The PE exam topics are also generally known to lag reality, regardless of
discipline, and often by a decade. It's also open book and some people bring
entire carts of books, though I find that not to be very effective since you
basically only have six minutes per question.

The major part of the application process is that you will need to work under
the direct supervision of a PE, and have increasing levels of documented
responsibility, which is often harder to satisfy. Depending on the state,
three of the five (minimum) of your recommendations must come from licensed
PEs, who need to be able to certify more about you than simply your character.

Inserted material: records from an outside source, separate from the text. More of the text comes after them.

impl Default for Style {
    fn default() -> Self {
        Style {
            color: Color::BLACK,
            edge_color: Color::BLACK,
            stroke: Dash::Solid,
            stroke_width: defaults::STROKE_WIDTH,
            opacity: 1.0,
            marker: None,
            radius: defaults::MARKER_RADIUS,
            edge_width: defaults::EDGE_WIDTH,
            font: FontFamily::SansSerif,
            font_size: defaults::FONT_SIZE,
            num_format: NumberFormat::default(),
            height: 0.0,
            width: 0.0,
            margin: 0.0,
            pad: 0.0,
        }
    }
}

impl Style {
    pub fn with_color(mut self, color: Color) -> Self {
        self.color = color;
        self
    }
}

/// Per-component style settings; unset fields fall back to the theme
#[derive(Clone, Debug, PartialEq, Default)]
pub struct StyleOverride {
    pub color: Option<Color>,
    pub edge_color: Option<Color>,
    pub stroke: Option<Dash>,
    pub stroke_width: Option<f64>,
    pub opacity: Option<f64>,
    pub marker: Option<Option<MarkerShape>>,
    pub radius: Option<f64>,
    pub edge_width: Option<f64>,
    pub font: Option<FontFamily>,
    pub font_size: Option<f64>,
    pub num_format: Option<NumberFormat>,
}

impl StyleOverride {
    /// `base` with every set field replaced
    pub fn resolve(&self, base: &Style) -> Style {
        Style {
            color: self.color.clone().unwrap_or_else(|| base.color.clone()),
            edge_color: self
                .edge_color
                .clone()
                .unwrap_or_else(|| base.edge_color.clone()),
            stroke: self.stroke.unwrap_or(base.stroke),
            stroke_width: self.stroke_width.unwrap_or(base.stroke_width),
            opacity: self.opacity.unwrap_or(base.opacity),
            marker: self.marker.unwrap_or(base.marker),
            radius: self.radius.unwrap_or(base.radius),
            edge_width: self.edge_width.unwrap_or(base.edge_width),
            font: self.font.unwrap_or(base.font),
            font_size: self.font_size.unwrap_or(base.font_size),
            num_format: self.num_format.unwrap_or(base.num_format),
            ..base.clone()
        }
    }
}

// ============================================================================
// Theme
// ============================================================================

/// Names accepted by [`Theme::named`]
pub const THEME_NAMES: [&str; 8] = [
    "default",
    "lobo",
    "taffy",
    "pastel",
    "bold",
    "dark",
    "darktaffy",
    "darkbold",
];

/// Resolved styles for every part of a diagram
#[derive(Clone, Debug, PartialEq)]
pub struct Theme {
    /// Canvas background (color) and default size (width, height)
    pub canvas: Style,
    /// Data-area fill and frame edge
    pub frame: Style,
    pub grid_x: Style,
    pub grid_y: Style,
    pub title: Style,
    pub x_name: Style,
    pub y_name: Style,
    pub legend: Style,
    pub legend_text: Style,
    pub tick_x: Style,
    pub tick_x_minor: Style,
    pub tick_y: Style,
    pub tick_y_minor: Style,
    pub polar: Style,
    pub smith_grid: Style,
    pub smith_grid_minor: Style,
    /// Base style of data components (lines, bars, functions)
    pub series: Style,
    pub scatter: Style,
    pub point: Style,
    pub point_text: Style,
    pub point_guide: Style,
    pub shape: Style,
    /// Whisker caps of error bars; x whiskers use the vertical bar instead
    pub error_bar: Style,
    pub line_fill: Style,
    pub integral_fill: Style,
    /// Free-standing text annotations
    pub text: Style,
    pub colorbar: Style,
    pub contour_fade: ColorCycle,
    pub cycle: ColorCycle,
}

impl Default for Theme {
    fn default() -> Self {
        let base = Style::default();
        let tick = Style {
            font_size: defaults::TICK_FONT_SIZE,
            height: defaults::TICK_LENGTH,
            stroke_width: defaults::TICK_WIDTH,
            margin: defaults::TICK_MARGIN,
            pad: crate::ticks::DEFAULT_PAD,
            ..base.clone()
        };
        let minor = Style {
            height: defaults::MINOR_TICK_LENGTH,
            stroke_width: defaults::MINOR_TICK_WIDTH,
            ..tick.clone()
        };
        let grid = Style {
            color: color(defaults::GRID_COLOR),
            stroke: Dash::Dashed,
            stroke_width: defaults::GRID_WIDTH,
            ..base.clone()
        };
        let guide = Style {
            stroke: Dash::Dotted,
            stroke_width: defaults::POINT_GUIDE_WIDTH,
            ..base.clone()
        };
        let fade = [color(defaults::CONTOUR_FADE[0]), color(defaults::CONTOUR_FADE[1])];

        Theme {
            canvas: Style {
                color: Color::None,
                width: defaults::CANVAS_WIDTH,
                height: defaults::CANVAS_HEIGHT,
                ..base.clone()
            },
            frame: Style {
                color: color(defaults::FRAME_FILL),
                edge_width: defaults::FRAME_EDGE_WIDTH,
                font_size: defaults::FRAME_FONT_SIZE,
                ..base.clone()
            },
            grid_x: grid.clone(),
            grid_y: grid,
            title: Style {
                font_size: defaults::TITLE_FONT_SIZE,
                ..base.clone()
            },
            x_name: Style {
                font_size: defaults::AXIS_NAME_FONT_SIZE,
                ..base.clone()
            },
            y_name: Style {
                font_size: defaults::AXIS_NAME_FONT_SIZE,
                ..base.clone()
            },
            legend: Style {
                color: Color::None,
                stroke_width: defaults::LEGEND_STROKE_WIDTH,
                radius: defaults::LEGEND_RADIUS,
                margin: defaults::LEGEND_MARGIN,
                pad: defaults::LEGEND_PAD,
                ..base.clone()
            },
            legend_text: Style {
                font_size: defaults::LEGEND_FONT_SIZE,
                margin: defaults::LEGEND_TEXT_MARGIN,
                ..base.clone()
            },
            tick_x: tick.clone(),
            tick_x_minor: minor.clone(),
            tick_y: tick,
            tick_y_minor: minor,
            polar: Style {
                pad: defaults::POLAR_PAD,
                margin: defaults::POLAR_MARGIN,
                ..base.clone()
            },
            smith_grid: Style {
                color: color(defaults::SMITH_GRID_COLOR),
                stroke_width: defaults::SMITH_GRID_WIDTH,
                ..base.clone()
            },
            smith_grid_minor: Style {
                color: color(defaults::SMITH_GRID_MINOR_COLOR),
                stroke_width: defaults::SMITH_GRID_MINOR_WIDTH,
                ..base.clone()
            },
            series: base.clone(),
            scatter: Style {
                marker: Some(MarkerShape::Round),
                ..base.clone()
            },
            point: Style {
                color: color(defaults::POINT_COLOR),
                marker: Some(MarkerShape::Round),
                stroke_width: 1.0,
                radius: defaults::POINT_RADIUS,
                ..base.clone()
            },
            point_text: Style {
                font_size: defaults::POINT_FONT_SIZE,
                margin: defaults::POINT_TEXT_MARGIN,
                ..base.clone()
            },
            point_guide: guide,
            shape: Style {
                color: Color::None,
                ..base.clone()
            },
            error_bar: Style {
                marker: Some(MarkerShape::HBar),
                radius: defaults::ERROR_BAR_CAP_RADIUS,
                ..base.clone()
            },
            line_fill: Style {
                opacity: defaults::LINE_FILL_OPACITY,
                ..base.clone()
            },
            integral_fill: Style {
                opacity: defaults::INTEGRAL_FILL_OPACITY,
                ..base.clone()
            },
            text: base.clone(),
            colorbar: Style {
                stroke_width: 1.0,
                width: defaults::COLORBAR_WIDTH,
                margin: defaults::COLORBAR_MARGIN,
                num_format: NumberFormat::General(3),
                ..base
            },
            contour_fade: ColorCycle::Fade {
                colors: fade
                    .iter()
                    .map(|c| match c {
                        Color::Rgb(r, g, b) => (*r, *g, *b),
                        _ => (0, 0, 0),
                    })
                    .collect(),
                stops: vec![0.0, 1.0],
            },
            cycle: ColorCycle::default(),
        }
    }
}
//! Straight lines, segments and labelled points.

use crate::errors::{GeometryError, RenderError};
use crate::geometry::{self, Line};
use crate::render::{PathMarkers, StrokeStyle, TextPosition, TextStyle};
use crate::style::{MarkerShape, Style, Theme};
use crate::types::{DataRange, Point, ViewBox, pt};

use super::{Common, Component, DrawContext, MarkerRequest, log10, skip_degenerate};

type Ends = (Option<MarkerShape>, Option<MarkerShape>);

// ============================================================================
// InfiniteLine
// ============================================================================

/// Line extending across the whole data area
#[derive(Clone, Debug, PartialEq)]
pub struct InfiniteLine {
    common: Common,
    line: Line,
    ends: Ends,
}

impl InfiniteLine {
    pub fn new(line: Line) -> Self {
        InfiniteLine {
            common: Common::default(),
            line,
            ends: (None, None),
        }
    }

    pub fn horizontal(y: f64) -> Self {
        InfiniteLine::new(Line::horizontal(y))
    }

    pub fn vertical(x: f64) -> Self {
        InfiniteLine::new(Line::vertical(x))
    }

    /// Line through `point`; an infinite slope gives a vertical line
    pub fn through(point: Point, slope: f64) -> Self {
        InfiniteLine::new(Line::from_point_slope(point, slope))
    }

    pub fn from_points(p1: Point, p2: Point) -> Result<Self, GeometryError> {
        Ok(InfiniteLine::new(Line::from_points(p1, p2)?))
    }

    pub fn endmarkers(mut self, start: Option<MarkerShape>, end: Option<MarkerShape>) -> Self {
        self.ends = (start, end);
        self
    }

    pub fn line(&self) -> &Line {
        &self.line
    }

    fn is_horizontal(&self) -> bool {
        self.line.a == 0.0
    }

    /// Where the line crosses the edges of `databox`.
    ///
    /// Sloped lines are cut at the bottom and top of the box.
    fn endpoints(&self, databox: ViewBox) -> (Point, Point) {
        let line = &self.line;
        if line.is_vertical() {
            let x = line.x_at(0.0);
            (pt(x, databox.y), pt(x, databox.top()))
        } else if self.is_horizontal() {
            let y = line.y_at(0.0);
            (pt(databox.x, y), pt(databox.right(), y))
        } else {
            let x1 = line.x_at(databox.y);
            let x2 = line.x_at(databox.top());
            (pt(x1, databox.y), pt(x2, databox.top()))
        }
    }
}

impl Component for InfiniteLine {
    fn common(&self) -> &Common {
        &self.common
    }

    fn common_mut(&mut self) -> &mut Common {
        &mut self.common
    }

    fn datarange(&self) -> DataRange {
        if self.line.is_vertical() {
            let x = self.line.x_at(0.0);
            DataRange::x_only(x, x)
        } else if self.is_horizontal() {
            let y = self.line.y_at(0.0);
            DataRange::y_only(y, y)
        } else {
            DataRange::unbounded()
        }
    }

    fn draw(&self, ctx: &mut DrawContext<'_>) -> Result<(), RenderError> {
        let (p1, p2) = self.endpoints(ctx.databox);
        let stroke = StrokeStyle::line(&ctx.style);
        let request = MarkerRequest::Ends(self.ends.0, self.ends.1);
        if ctx.marked_polyline(&[p1, p2], &stroke, request) == 0 {
            skip_degenerate("line", &self.common);
        }
        Ok(())
    }
}

// ============================================================================
// Segment
// ============================================================================

/// Straight segment between two points
#[derive(Clone, Debug, PartialEq)]
pub struct Segment {
    common: Common,
    segment: geometry::Segment,
    ends: Ends,
}

impl Segment {
    pub fn new(p1: Point, p2: Point) -> Self {
        Segment {
            common: Common::default(),
            segment: geometry::Segment::new(p1, p2),
            ends: (None, None),
        }
    }

    /// Horizontal segment from `p` to x = `to_x`
    pub fn horizontal(p: Point, to_x: f64) -> Self {
        Segment::new(p, pt(to_x, p.y))
    }

    /// Vertical segment from `p` to y = `to_y`
    pub fn vertical(p: Point, to_y: f64) -> Self {
        Segment::new(p, pt(p.x, to_y))
    }

    /// Arrow from the origin to `(x, y)`
    pub fn vector(x: f64, y: f64) -> Self {
        Segment::new(pt(0.0, 0.0), pt(x, y)).endmarkers(None, Some(MarkerShape::RightArrow))
    }

    pub fn endmarkers(mut self, start: Option<MarkerShape>, end: Option<MarkerShape>) -> Self {
        self.ends = (start, end);
        self
    }

    pub fn segment(&self) -> &geometry::Segment {
        &self.segment
    }
}

impl Component for Segment {
    fn common(&self) -> &Common {
        &self.common
    }

    fn common_mut(&mut self) -> &mut Common {
        &mut self.common
    }

    fn datarange(&self) -> DataRange {
        DataRange::of_points([self.segment.p1, self.segment.p2])
    }

    fn draw(&self, ctx: &mut DrawContext<'_>) -> Result<(), RenderError> {
        let stroke = StrokeStyle::line(&ctx.style);
        let points = [self.segment.p1, self.segment.p2];
        // A single finite end is not a segment
        if points.iter().any(|p| !p.is_finite()) {
            skip_degenerate("segment", &self.common);
            return Ok(());
        }
        ctx.marked_polyline(&points, &stroke, MarkerRequest::Ends(self.ends.0, self.ends.1));
        Ok(())
    }

    fn supports_log_transform(&self) -> bool {
        true
    }

    fn log_transform(&mut self, x: bool, y: bool) {
        for p in [&mut self.segment.p1, &mut self.segment.p2] {
            if x {
                p.x = log10(p.x);
            }
            if y {
                p.y = log10(p.y);
            }
        }
    }
}

// ============================================================================
// PointMark
// ============================================================================

/// Single marked point with an optional label and guide lines
#[derive(Clone, Debug, PartialEq)]
pub struct PointMark {
    common: Common,
    point: Point,
    label: Option<(String, TextPosition)>,
    /// y value the vertical guide runs to
    guide_x: Option<f64>,
    /// x value the horizontal guide runs to
    guide_y: Option<f64>,
}

impl PointMark {
    pub fn new(point: Point) -> Self {
        PointMark {
            common: Common::default(),
            point,
            label: None,
            guide_x: None,
            guide_y: None,
        }
    }

    pub fn label(mut self, text: impl Into<String>, position: TextPosition) -> Self {
        self.label = Some((text.into(), position));
        self
    }

    /// Vertical guide line from the point down (or up) to `to_y`
    pub fn guide_x(mut self, to_y: f64) -> Self {
        self.guide_x = Some(to_y);
        self
    }

    /// Horizontal guide line from the point across to `to_x`
    pub fn guide_y(mut self, to_x: f64) -> Self {
        self.guide_y = Some(to_x);
        self
    }

    pub fn point(&self) -> Point {
        self.point
    }
}

impl Component for PointMark {
    fn common(&self) -> &Common {
        &self.common
    }

    fn common_mut(&mut self) -> &mut Common {
        &mut self.common
    }

    fn base_style(&self, theme: &Theme) -> Style {
        theme.point.clone()
    }

    fn steps_color(&self) -> bool {
        false
    }

    /// The point, padded by 5% of its coordinates
    fn datarange(&self) -> DataRange {
        let Point { x, y } = self.point;
        let dx = x.abs() * 0.05;
        let dy = y.abs() * 0.05;
        DataRange::new(x - dx, x + dx, y - dy, y + dy)
    }

    fn draw(&self, ctx: &mut DrawContext<'_>) -> Result<(), RenderError> {
        if !self.point.is_finite() {
            skip_degenerate("point", &self.common);
            return Ok(());
        }
        let p = self.point;
        let guide = StrokeStyle::line(&ctx.theme.point_guide);
        if let Some(to_y) = self.guide_x {
            ctx.polyline(&[pt(p.x, to_y), p], &guide, &PathMarkers::default());
        }
        if let Some(to_x) = self.guide_y {
            ctx.polyline(&[pt(to_x, p.y), p], &guide, &PathMarkers::default());
        }

        let shape = ctx.style.marker.unwrap_or(MarkerShape::Round);
        let stroke = StrokeStyle::line(&ctx.style);
        ctx.marked_polyline(&[p], &stroke, MarkerRequest::Every(shape));

        if let Some((text, position)) = &self.label {
            let text_style = &ctx.theme.point_text;
            let (offset, halign, valign) = position.offset(text_style.margin);
            let style = TextStyle::new(text_style, halign, valign);
            let at = ctx.transform.apply(p) + offset;
            ctx.drawing.text(at, text, &style);
        }
        Ok(())
    }

    fn supports_log_transform(&self) -> bool {
        true
    }

    fn log_transform(&mut self, x: bool, y: bool) {
        if x {
            self.point.x = log10(self.point.x);
            self.guide_y = self.guide_y.map(log10);
        }
        if y {
            self.point.y = log10(self.point.y);
            self.guide_x = self.guide_x.map(log10);
        }
    }
}

#[cfg(test)]
mod tests {
    use super::*;
    use crate::render::{Halign, Primitive, Recorder, Valign};
    use crate::types::Transform;

    fn draw(component: &dyn Component, rec: &mut Recorder) {
        let theme = Theme::default();
        let databox = ViewBox::new(0.0, 0.0, 10.0, 10.0);
        let diagbox = ViewBox::new(0.0, 0.0, 100.0, 100.0);
        let mut ctx = DrawContext {
            drawing: rec,
            theme: &theme,
            transform: Transform::new(databox, diagbox),
            databox,
            diagbox,
            style: component.resolved_style(&theme, &crate::style::Color::BLACK),
        };
        component.draw(&mut ctx).unwrap();
    }

    // ==================== InfiniteLine tests ====================

    #[test]
    fn guides_constrain_one_axis() {
        assert_eq!(InfiniteLine::horizontal(3.0).datarange(), DataRange::y_only(3.0, 3.0));
        assert_eq!(InfiniteLine::vertical(-2.0).datarange(), DataRange::x_only(-2.0, -2.0));
        assert_eq!(
            InfiniteLine::through(pt(0.0, 0.0), 2.0).datarange(),
            DataRange::unbounded()
        );
    }

    #[test]
    fn lines_span_the_data_box() {
        let mut rec = Recorder::new();
        draw(&InfiniteLine::horizontal(5.0), &mut rec);
        draw(&InfiniteLine::vertical(2.0), &mut rec);
        draw(&InfiniteLine::through(pt(0.0, 0.0), 2.0), &mut rec);
        let paths = rec.paths();
        assert_eq!(paths[0], &[pt(0.0, 50.0), pt(100.0, 50.0)]);
        assert_eq!(paths[1], &[pt(20.0, 0.0), pt(20.0, 100.0)]);
        assert_eq!(paths[2], &[pt(0.0, 0.0), pt(50.0, 100.0)]);
    }

    // ==================== Segment tests ====================

    #[test]
    fn segment_range_and_vector_arrow() {
        let seg = Segment::new(pt(4.0, 1.0), pt(2.0, 3.0));
        assert_eq!(seg.datarange(), DataRange::new(2.0, 4.0, 1.0, 3.0));

        let mut rec = Recorder::new();
        draw(&Segment::vector(5.0, 5.0), &mut rec);
        let marker = rec.count(|p| {
            matches!(p, Primitive::Marker { shape: MarkerShape::RightArrow, .. })
        });
        assert_eq!(marker, 1);
        assert_eq!(rec.paths()[0], &[pt(0.0, 0.0), pt(50.0, 50.0)]);
    }

    #[test]
    fn segment_with_nonpositive_log_end_is_skipped() {
        let mut seg = Segment::new(pt(0.0, 1.0), pt(10.0, 100.0));
        seg.log_transform(true, false);
        let mut rec = Recorder::new();
        draw(&seg, &mut rec);
        assert!(rec.paths().is_empty());
    }

    // ==================== PointMark tests ====================

    #[test]
    fn point_range_pads_five_percent() {
        let range = PointMark::new(pt(10.0, -20.0)).datarange();
        assert_eq!(range, DataRange::new(9.5, 10.5, -21.0, -19.0));
    }

    #[test]
    fn point_draws_guides_marker_and_label() {
        let point = PointMark::new(pt(5.0, 5.0))
            .guide_x(0.0)
            .guide_y(0.0)
            .label("P", TextPosition::SW);
        assert!(!point.steps_color());

        let mut rec = Recorder::new();
        draw(&point, &mut rec);
        let paths = rec.paths();
        assert_eq!(paths.len(), 3);
        assert_eq!(paths[0], &[pt(50.0, 0.0), pt(50.0, 50.0)]);
        assert_eq!(paths[1], &[pt(0.0, 50.0), pt(50.0, 50.0)]);
        assert_eq!(paths[2], &[pt(50.0, 50.0)]);

        match rec.primitives().last() {
            Some(Primitive::Text { at, text, style }) => {
                let margin = Theme::default().point_text.margin;
                assert_eq!(text, "P");
                assert_eq!(*at, pt(50.0 - margin, 50.0 - margin));
                assert_eq!((style.halign, style.valign), (Halign::Right, Valign::Top));
            }
            other => panic!("expected label text, got {other:?}"),
        }
    }
}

Usually when threads like this appear, too much emphasis is placed on the exam
rather than the requirements that allow you to sit for the exam in the first
place. The PE license process is not like a Microsoft or Cisco certification.
It took me a good six months to get all the paperwork ready to apply for the
exam. I minimally studied for the exam itself. Consequently, four years ends
up being more like five or six, in my case, due to less than stellar record
keeping.

------
brownBananas
So this just makes it official, right? Or does this affect people currently
employed as Software Engineers?

------
rprasad
People on HN seem to be misunderstanding the purpose of this exam. This exam
is not for web programmers, or game programmers, or any "startup"-type
programmers. If what you do can be done iteratively without much problem, this
exam is not for you.

This exam is for people who work on very difficult, very error-sensitive, very
high-end stuff that needs to work from the very start: jet planes, medical
devices, spacevessel systems, etc. You don't get second chances with these
types of systems, so this exam is focused on making sure passers know the gold
standard for how coding is currently done in these areas.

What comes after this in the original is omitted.